▶ **Task item**
Exactly reproduce each of the entries shown below.
··· Record excerpts ···
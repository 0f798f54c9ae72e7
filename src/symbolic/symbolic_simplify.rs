//! # Symbolic Expression Simplification Module
//!
//! Simplification converts an expression into the canonical expanded form of the `canonical`
//! module and back. The result is a sum of monomials with exact rational coefficients:
//!
//! 1. **Constant Folding**: `2/4 + 1` becomes `3/2`, `4^(1/2)` becomes `2`
//! 2. **Expansion**: positive integer powers and products of sums are multiplied out
//! 3. **Like Term Collection**: `3*k*n + 2*n*k` becomes `5*k*n`
//! 4. **Radicals**: `10^(1/2)*10^(1/2)` becomes `10`, `10^(-1/2)` becomes `1/10*10^(1/2)`
//! 5. **Sign assumptions**: with `Assumptions::positive("k")`, `abs(k^3)` becomes `k^3`
//!
//! The result is idempotent: simplifying a simplified expression returns it unchanged, so
//! simplified expressions can be compared with `==`.

use std::collections::BTreeSet;

use num::BigRational;

use crate::symbolic::canonical::Poly;
use crate::symbolic::symbolic_engine::{Expr, SymbolicError};

/// Variables that are known to be strictly positive for the duration of a computation.
#[derive(Clone, Debug, Default, PartialEq, Eq)]
pub struct Assumptions {
    positive: BTreeSet<String>,
}

impl Assumptions {
    /// no assumptions at all
    pub fn none() -> Self {
        Self::default()
    }

    pub fn positive(var: &str) -> Self {
        Self::none().and_positive(var)
    }

    pub fn and_positive(mut self, var: &str) -> Self {
        self.positive.insert(var.to_string());
        self
    }

    pub fn is_positive(&self, var: &str) -> bool {
        self.positive.contains(var)
    }
}

impl Expr {
    //___________________________________SIMPLIFICATION____________________________________

    /// Simplifies the expression without sign assumptions.
    ///
    /// # Errors
    /// `SymbolicError::DivisionByZero` for divisions by an expression that simplifies to 0.
    ///
    /// # Examples
    /// ```
    /// use RustedAsymptotics::symbolic::symbolic_engine::Expr;
    /// let k = Expr::var("k");
    /// let square = (k.clone() + Expr::one()).pow(Expr::from(2)) - k.clone() * k;
    /// assert_eq!(square.simplify().unwrap().to_string(), "2*k + 1");
    /// ```
    pub fn simplify(&self) -> Result<Expr, SymbolicError> {
        self.simplify_with(&Assumptions::none())
    }

    /// Simplifies the expression using the given sign assumptions.
    pub fn simplify_with(&self, assumptions: &Assumptions) -> Result<Expr, SymbolicError> {
        Ok(Poly::from_expr(self, assumptions)?.to_expr())
    }

    /// The additive parts of the simplified expression (a single part if it is not a sum).
    ///
    /// Zero has no parts.
    pub fn summands(&self, assumptions: &Assumptions) -> Result<Vec<Expr>, SymbolicError> {
        let poly = Poly::from_expr(self, assumptions)?;
        Ok(poly.terms().iter().map(Poly::to_expr).collect())
    }

    /// The expression as a polynomial in `var`: pairs `(exponent, coefficient)` sorted by
    /// exponent. Coefficients are simplified and free of `var` outside of `abs` and functions.
    pub fn coefficients(
        &self,
        var: &str,
        assumptions: &Assumptions,
    ) -> Result<Vec<(BigRational, Expr)>, SymbolicError> {
        let poly = Poly::from_expr(self, assumptions)?;
        Ok(poly
            .coefficients(var)
            .into_iter()
            .map(|(exp, coefficient)| (exp, coefficient.to_expr()))
            .collect())
    }

    /// Exact value of the expression if it simplifies to a rational number.
    pub fn to_rational(&self) -> Result<Option<BigRational>, SymbolicError> {
        Ok(Poly::from_expr(self, &Assumptions::none())?.as_constant())
    }

    /// true if the expression simplifies to 0
    pub fn is_zero_simplified(&self) -> Result<bool, SymbolicError> {
        Ok(Poly::from_expr(self, &Assumptions::none())?.is_zero())
    }
}
//! Summands of asymptotic expansions.
//!
//! Three kinds of terms are used:
//! - `ExactTerm`: `c*g`, a symbolic coefficient times a growth;
//! - `OTerm`: `O(g)`, an unspecified function bounded by a constant times `g`;
//! - `BTerm`: `B(c*g, n >= n0)`, a function whose absolute value is at most `c*g` for all
//!   `n >= n0`. The coefficient is explicit and nonnegative.
//!
//! When the ring has a dependent variable `k`, a coefficient containing `k` may grow like any
//! power between the values at the two bounds. O-terms absorb that growth into `g` when they are
//! created, exact terms and B-terms carry it as their dependent growth range.
use std::collections::BTreeMap;
use std::fmt;

use enum_dispatch::enum_dispatch;
use itertools::Itertools;
use log::debug;
use num::{BigInt, BigRational};

use crate::asymptotic::errors::AsymptoticError;
use crate::asymptotic::expansion::Expansion;
use crate::asymptotic::growth::Growth;
use crate::asymptotic::ring::AsymptoticRing;
use crate::asymptotic::term_monoid::TermKind;
use crate::symbolic::symbolic_engine::{Expr, SymbolicError};
use crate::symbolic::symbolic_simplify::Assumptions;
use crate::symbolic::utils::{ceil_to_digits, rational_from_f64};

/// `(smallest, largest)` growth a term can have while `k` moves between its bounds
pub type GrowthRange = (Growth, Growth);

#[enum_dispatch]
#[derive(Clone, Debug, PartialEq)]
pub enum Term {
    Exact(ExactTerm),
    O(OTerm),
    B(BTerm),
}

#[enum_dispatch(Term)]
pub trait Summand {
    fn kind(&self) -> TermKind;
    fn growth(&self) -> &Growth;
    /// `None` for O-terms
    fn coefficient(&self) -> Option<&Expr>;
    fn dependent_growth_range(&self, ring: &AsymptoticRing)
    -> Result<GrowthRange, AsymptoticError>;
}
···
▶ **Output for this task**
repository 0f798f54c9ae72e7
filename src/symbolic/symbolic_simplify.rs
//! # Symbolic Expression Simplification Module
//!
//! Simplification converts an expression into the canonical expanded form of the `canonical`
//! module and back. The result is a sum of monomials with exact rational coefficients:
//!
//! 1. **Constant Folding**: `2/4 + 1` becomes `3/2`, `4^(1/2)` becomes `2`
//! 2. **Expansion**: positive integer powers and products of sums are multiplied out
//! 3. **Like Term Collection**: `3*k*n + 2*n*k` becomes `5*k*n`
//! 4. **Radicals**: `10^(1/2)*10^(1/2)` becomes `10`, `10^(-1/2)` becomes `1/10*10^(1/2)`
//! 5. **Sign assumptions**: with `Assumptions::positive("k")`, `abs(k^3)` becomes `k^3`
//!
//! The result is idempotent: simplifying a simplified expression returns it unchanged, so
//! simplified expressions can be compared with `==`.

use std::collections::BTreeSet;

use num::BigRational;

use crate::symbolic::canonical::Poly;
use crate::symbolic::symbolic_engine::{Expr, SymbolicError};

/// Variables that are known to be strictly positive for the duration of a computation.
#[derive(Clone, Debug, Default, PartialEq, Eq)]
pub struct Assumptions {
    positive: BTreeSet<String>,
}

impl Assumptions {
    /// no assumptions at all
    pub fn none() -> Self {
        Self::default()
    }

    pub fn positive(var: &str) -> Self {
        Self::none().and_positive(var)
    }

    pub fn and_positive(mut self, var: &str) -> Self {
        self.positive.insert(var.to_string());
        self
    }

    pub fn is_positive(&self, var: &str) -> bool {
        self.positive.contains(var)
    }
}

impl Expr {
    //___________________________________SIMPLIFICATION____________________________________

    /// Simplifies the expression without sign assumptions.
    ///
    /// # Errors
    /// `SymbolicError::DivisionByZero` for divisions by an expression that simplifies to 0.
    ///
    /// # Examples
    /// ```
    /// use RustedAsymptotics::symbolic::symbolic_engine::Expr;
    /// let k = Expr::var("k");
    /// let square = (k.clone() + Expr::one()).pow(Expr::from(2)) - k.clone() * k;
    /// assert_eq!(square.simplify().unwrap().to_string(), "2*k + 1");
    /// ```
    pub fn simplify(&self) -> Result<Expr, SymbolicError> {
        self.simplify_with(&Assumptions::none())
    }

    /// Simplifies the expression using the given sign assumptions.
    pub fn simplify_with(&self, assumptions: &Assumptions) -> Result<Expr, SymbolicError> {
        Ok(Poly::from_expr(self, assumptions)?.to_expr())
    }

    /// The additive parts of the simplified expression (a single part if it is not a sum).
    ///
    /// Zero has no parts.
    pub fn summands(&self, assumptions: &Assumptions) -> Result<Vec<Expr>, SymbolicError> {
        let poly = Poly::from_expr(self, assumptions)?;
        Ok(poly.terms().iter().map(Poly::to_expr).collect())
    }

    /// The expression as a polynomial in `var`: pairs `(exponent, coefficient)` sorted by
    /// exponent. Coefficients are simplified and free of `var` outside of `abs` and functions.
    pub fn coefficients(
        &self,
        var: &str,
        assumptions: &Assumptions,
    ) -> Result<Vec<(BigRational, Expr)>, SymbolicError> {
        let poly = Poly::from_expr(self, assumptions)?;
        Ok(poly
            .coefficients(var)
            .into_iter()
            .map(|(exp, coefficient)| (exp, coefficient.to_expr()))
            .collect())
    }

    /// Exact value of the expression if it simplifies to a rational number.
    pub fn to_rational(&self) -> Result<Option<BigRational>, SymbolicError> {
        Ok(Poly::from_expr(self, &Assumptions::none())?.as_constant())
    }

    /// true if the expression simplifies to 0
    pub fn is_zero_simplified(&self) -> Result<bool, SymbolicError> {
        Ok(Poly::from_expr(self, &Assumptions::none())?.is_zero())
    }
}
//! Summands of asymptotic expansions.
//!
//! Three kinds of terms are used:
//! - `ExactTerm`: `c*g`, a symbolic coefficient times a growth;
//! - `OTerm`: `O(g)`, an unspecified function bounded by a constant times `g`;
//! - `BTerm`: `B(c*g, n >= n0)`, a function whose absolute value is at most `c*g` for all
//!   `n >= n0`. The coefficient is explicit and nonnegative.
//!
//! When the ring has a dependent variable `k`, a coefficient containing `k` may grow like any
//! power between the values at the two bounds. O-terms absorb that growth into `g` when they are
//! created, exact terms and B-terms carry it as their dependent growth range.
use std::collections::BTreeMap;
use std::fmt;

use enum_dispatch::enum_dispatch;
use itertools::Itertools;
use log::debug;
use num::{BigInt, BigRational};

use crate::asymptotic::errors::AsymptoticError;
use crate::asymptotic::expansion::Expansion;
use crate::asymptotic::growth::Growth;
use crate::asymptotic::ring::AsymptoticRing;
use crate::asymptotic::term_monoid::TermKind;
use crate::symbolic::symbolic_engine::{Expr, SymbolicError};
use crate::symbolic::symbolic_simplify::Assumptions;
use crate::symbolic::utils::{ceil_to_digits, rational_from_f64};

/// `(smallest, largest)` growth a term can have while `k` moves between its bounds
pub type GrowthRange = (Growth, Growth);

#[enum_dispatch]
#[derive(Clone, Debug, PartialEq)]
pub enum Term {
    Exact(ExactTerm),
    O(OTerm),
    B(BTerm),
}

#[enum_dispatch(Term)]
pub trait Summand {
    fn kind(&self) -> TermKind;
    fn growth(&self) -> &Growth;
    /// `None` for O-terms
    fn coefficient(&self) -> Option<&Expr>;
    fn dependent_growth_range(&self, ring: &AsymptoticRing)
    -> Result<GrowthRange, AsymptoticError>;
}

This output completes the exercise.